Today, the most popular are two types of wooden floors: plywood sheets or tongue and groove boards. Plywood floors are usually used for laying laminate or carpet, while tongue and groove boards can serve as a finishing coating and decorate the interior with their appearance.

When replacing old wooden floors in an apartment with new ones, it is necessary to install transverse joists onto which the main covering will be attached. There is space between the joists and the screed that can be left empty, but it is better to use it for additional insulation and sound insulation. In general, the process of installing a new floor is not complicated:

  • Installation begins with marking the room for the logs. The direction of laying the logs is always perpendicular to the direction of the boards and they are usually laid across the room, and the floor boards along. The distance between the lags depends on the insulation used. When using polystyrene foam, the distance should be exactly the width of the panel; when using mineral wool, the distance is on average 30-40 cm.

Important. When laying a wooden floor in an apartment with your own hands, make sure that the height of the joists is equal to the height of the mat of insulating material. When using mineral wool, the height of the logs may be slightly smaller.

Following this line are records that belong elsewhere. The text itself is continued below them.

/// Arena allocation errors.
///
/// Raised when a bump arena cannot satisfy a request. These are never
/// syntax errors; they are propagated up through the lexer, parser, and
/// session instead of being silently ignored.
pub mod arena_error;
/// Parsing errors.
///
/// Defines all error types that can occur during lexing and parsing of an
/// input line: adjacent operators, unsupported characters, missing operands,
/// trailing tokens, and lookahead misuse.
pub mod parse_error;
/// Runtime errors.
///
/// Contains all error types that can be raised while reducing an expression
/// tree to a value, such as integer overflow.
pub mod runtime_error;

pub use arena_error::ArenaError;
pub use parse_error::ParseError;
pub use runtime_error::RuntimeError;

/// Text rendered for every syntax error.
pub const SYNTAX_ERROR: &str = "Syntax error";

#[derive(Debug)]
/// Any failure of a single evaluation cycle.
pub enum Error {
    /// The line could not be tokenized or parsed.
    Parse(ParseError),
    /// The tree could not be reduced to a value.
    Runtime(RuntimeError),
    /// An arena could not satisfy an allocation outside of parsing.
    Memory(ArenaError),
    /// The line does not fit in the input buffer.
    InputTooLong {
        /// Length of the rejected line in bytes.
        length:   usize,
        /// Size of the input buffer, terminator included.
        capacity: usize,
    },
}

impl Error {
    /// Returns `true` when the failure should be reported as
    /// [`SYNTAX_ERROR`].
    #[must_use]
    pub const fn is_syntax_error(&self) -> bool {
        match self {
            Self::Parse(e) => e.is_syntax_error(),
            Self::Runtime(_) | Self::Memory(_) | Self::InputTooLong { .. } => false,
        }
    }
}

impl From<ParseError> for Error {
    fn from(e: ParseError) -> Self {
        Self::Parse(e)
    }
}

impl From<RuntimeError> for Error {
    fn from(e: RuntimeError) -> Self {
        Self::Runtime(e)
    }
}

impl From<ArenaError> for Error {
    fn from(e: ArenaError) -> Self {
        Self::Memory(e)
    }
}

impl std::fmt::Display for Error {
    fn fmt(&self, f: &mut std::fmt::Formatter<'_>) -> std::fmt::Result {
        match self {
            Self::Parse(e) => write!(f, "{e}"),
            Self::Runtime(e) => write!(f, "{e}"),
            Self::Memory(e) => write!(f, "{e}"),
            Self::InputTooLong { length, capacity } => write!(f,
                                                              "Error: Input of {length} bytes does not fit in a {capacity} byte line buffer."),
        }
    }
}

impl std::error::Error for Error {}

  • Next, prepare the logs and install them according to the markings. The outermost logs should be no further than 6-7 cm from the wall. The joists are secured to the base using metal corners or directly through a through hole in the joist. Dowels are used for fastening. The logs are immediately set to the same level and at the same height, so that after laying the floor boards the question does not arise of how to level the wooden floor in the apartment.
  • After installing and securing the logs, insulation is laid, for which use polystyrene foam, mineral wool or expanded clay.
  • After the insulation, waterproofing material is laid. Usually this is a thick construction film, the joints of which are sealed with double-sided tape and the material itself is secured to the joists using a stapler.
  • At the final stage, floor boards or plywood sheets are laid, depending on the owner’s preference.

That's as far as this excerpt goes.